[[ Raw data open ]]

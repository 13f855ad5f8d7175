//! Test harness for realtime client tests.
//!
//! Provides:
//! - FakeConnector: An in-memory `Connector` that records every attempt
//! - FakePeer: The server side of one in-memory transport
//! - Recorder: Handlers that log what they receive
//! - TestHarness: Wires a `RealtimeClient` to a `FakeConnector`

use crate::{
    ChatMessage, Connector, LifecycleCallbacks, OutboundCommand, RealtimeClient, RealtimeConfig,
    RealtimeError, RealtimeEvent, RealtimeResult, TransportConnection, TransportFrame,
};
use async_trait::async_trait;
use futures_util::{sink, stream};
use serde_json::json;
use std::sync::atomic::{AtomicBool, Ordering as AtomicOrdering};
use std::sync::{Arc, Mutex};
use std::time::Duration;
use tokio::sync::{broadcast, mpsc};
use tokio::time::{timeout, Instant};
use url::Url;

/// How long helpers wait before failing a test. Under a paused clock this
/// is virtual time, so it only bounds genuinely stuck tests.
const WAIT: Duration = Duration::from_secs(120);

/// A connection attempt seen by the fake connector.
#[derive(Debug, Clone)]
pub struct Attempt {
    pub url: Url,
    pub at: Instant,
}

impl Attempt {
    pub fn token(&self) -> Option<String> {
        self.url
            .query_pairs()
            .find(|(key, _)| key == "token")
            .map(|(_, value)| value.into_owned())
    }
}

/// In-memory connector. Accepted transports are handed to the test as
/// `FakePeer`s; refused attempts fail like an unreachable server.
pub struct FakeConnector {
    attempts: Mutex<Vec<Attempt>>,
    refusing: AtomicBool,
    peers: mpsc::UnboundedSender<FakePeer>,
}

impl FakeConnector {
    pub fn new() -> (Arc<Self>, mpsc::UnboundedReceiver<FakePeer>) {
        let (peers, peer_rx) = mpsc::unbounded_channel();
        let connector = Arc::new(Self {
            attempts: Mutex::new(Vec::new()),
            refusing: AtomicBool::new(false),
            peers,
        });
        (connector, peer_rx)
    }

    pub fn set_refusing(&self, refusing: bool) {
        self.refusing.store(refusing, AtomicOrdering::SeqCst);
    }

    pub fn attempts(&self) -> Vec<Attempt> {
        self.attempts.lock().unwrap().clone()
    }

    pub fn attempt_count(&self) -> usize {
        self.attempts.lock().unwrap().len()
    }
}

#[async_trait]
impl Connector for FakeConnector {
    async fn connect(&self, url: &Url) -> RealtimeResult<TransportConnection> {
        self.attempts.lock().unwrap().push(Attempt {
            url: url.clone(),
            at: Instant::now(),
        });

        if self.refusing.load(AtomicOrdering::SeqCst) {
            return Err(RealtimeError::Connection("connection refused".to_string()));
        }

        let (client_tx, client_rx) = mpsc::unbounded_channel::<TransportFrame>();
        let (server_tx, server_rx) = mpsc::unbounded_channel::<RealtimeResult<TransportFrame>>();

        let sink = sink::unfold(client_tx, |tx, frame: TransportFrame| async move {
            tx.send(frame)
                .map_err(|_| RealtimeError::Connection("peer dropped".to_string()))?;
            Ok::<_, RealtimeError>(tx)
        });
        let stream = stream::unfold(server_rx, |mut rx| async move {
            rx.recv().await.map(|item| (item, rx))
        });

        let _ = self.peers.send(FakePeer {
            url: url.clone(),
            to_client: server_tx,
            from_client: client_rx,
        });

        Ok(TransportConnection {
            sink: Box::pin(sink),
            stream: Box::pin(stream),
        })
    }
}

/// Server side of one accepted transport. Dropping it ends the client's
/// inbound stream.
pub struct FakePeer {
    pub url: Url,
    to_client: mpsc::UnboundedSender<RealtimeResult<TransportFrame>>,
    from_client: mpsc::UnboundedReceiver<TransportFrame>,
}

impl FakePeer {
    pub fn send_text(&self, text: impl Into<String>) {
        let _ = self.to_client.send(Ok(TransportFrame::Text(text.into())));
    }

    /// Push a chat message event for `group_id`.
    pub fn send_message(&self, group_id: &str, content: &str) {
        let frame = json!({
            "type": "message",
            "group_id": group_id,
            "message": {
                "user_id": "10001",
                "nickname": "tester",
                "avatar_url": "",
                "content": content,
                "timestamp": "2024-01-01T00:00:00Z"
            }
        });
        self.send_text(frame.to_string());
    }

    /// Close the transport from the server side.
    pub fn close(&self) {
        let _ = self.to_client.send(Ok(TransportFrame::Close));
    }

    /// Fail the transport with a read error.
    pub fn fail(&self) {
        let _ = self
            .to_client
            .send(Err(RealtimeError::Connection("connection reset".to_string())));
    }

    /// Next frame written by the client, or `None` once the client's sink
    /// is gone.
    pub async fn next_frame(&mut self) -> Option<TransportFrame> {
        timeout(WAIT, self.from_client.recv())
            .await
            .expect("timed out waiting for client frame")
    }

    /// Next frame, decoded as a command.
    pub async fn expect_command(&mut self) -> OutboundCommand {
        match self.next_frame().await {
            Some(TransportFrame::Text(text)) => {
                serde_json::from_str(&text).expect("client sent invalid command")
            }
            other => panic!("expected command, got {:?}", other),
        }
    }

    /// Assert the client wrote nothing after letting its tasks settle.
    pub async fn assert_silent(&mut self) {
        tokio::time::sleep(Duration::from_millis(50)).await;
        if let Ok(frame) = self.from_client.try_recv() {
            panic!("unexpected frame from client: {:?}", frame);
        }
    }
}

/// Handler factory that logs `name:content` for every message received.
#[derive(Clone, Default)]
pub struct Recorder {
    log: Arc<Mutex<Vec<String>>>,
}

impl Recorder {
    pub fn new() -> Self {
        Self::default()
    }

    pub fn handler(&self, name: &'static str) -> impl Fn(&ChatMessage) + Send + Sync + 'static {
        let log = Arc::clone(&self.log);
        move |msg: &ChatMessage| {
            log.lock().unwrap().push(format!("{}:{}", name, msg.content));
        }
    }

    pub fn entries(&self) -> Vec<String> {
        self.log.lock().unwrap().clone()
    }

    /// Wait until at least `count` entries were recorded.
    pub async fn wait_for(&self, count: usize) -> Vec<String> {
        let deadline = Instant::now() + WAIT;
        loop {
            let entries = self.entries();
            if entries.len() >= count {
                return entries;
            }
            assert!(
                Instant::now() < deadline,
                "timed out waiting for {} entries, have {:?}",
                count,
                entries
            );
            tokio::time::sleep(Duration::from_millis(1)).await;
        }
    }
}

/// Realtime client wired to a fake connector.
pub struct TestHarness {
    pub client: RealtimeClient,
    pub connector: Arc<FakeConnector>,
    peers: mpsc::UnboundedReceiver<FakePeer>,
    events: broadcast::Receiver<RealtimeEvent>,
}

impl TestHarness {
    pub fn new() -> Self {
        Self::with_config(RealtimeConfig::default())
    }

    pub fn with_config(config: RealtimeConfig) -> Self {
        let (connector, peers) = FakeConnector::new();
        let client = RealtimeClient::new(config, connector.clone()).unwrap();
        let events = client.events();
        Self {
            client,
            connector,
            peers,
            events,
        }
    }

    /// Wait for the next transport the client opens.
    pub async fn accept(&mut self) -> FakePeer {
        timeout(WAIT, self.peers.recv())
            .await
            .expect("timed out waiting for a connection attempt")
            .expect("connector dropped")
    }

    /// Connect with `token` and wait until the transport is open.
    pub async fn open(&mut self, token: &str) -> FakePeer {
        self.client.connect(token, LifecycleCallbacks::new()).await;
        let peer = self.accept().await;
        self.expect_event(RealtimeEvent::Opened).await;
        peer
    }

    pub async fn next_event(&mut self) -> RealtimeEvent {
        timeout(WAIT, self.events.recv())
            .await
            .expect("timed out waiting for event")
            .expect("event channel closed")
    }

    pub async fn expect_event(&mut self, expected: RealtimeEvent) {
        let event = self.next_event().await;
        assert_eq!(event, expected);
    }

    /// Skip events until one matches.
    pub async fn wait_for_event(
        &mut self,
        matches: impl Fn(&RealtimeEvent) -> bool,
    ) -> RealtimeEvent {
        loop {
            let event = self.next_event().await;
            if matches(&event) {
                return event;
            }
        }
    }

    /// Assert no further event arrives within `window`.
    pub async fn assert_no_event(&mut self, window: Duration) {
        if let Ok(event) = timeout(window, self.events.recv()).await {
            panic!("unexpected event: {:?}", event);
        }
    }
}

[[ Raw data closed ]]

● **Your task**
Check every line of the data, and copy the ones that contain "window".

● **Reply**
    /// Assert no further event arrives within `window`.
    pub async fn assert_no_event(&mut self, window: Duration) {
        if let Ok(event) = timeout(window, self.events.recv()).await {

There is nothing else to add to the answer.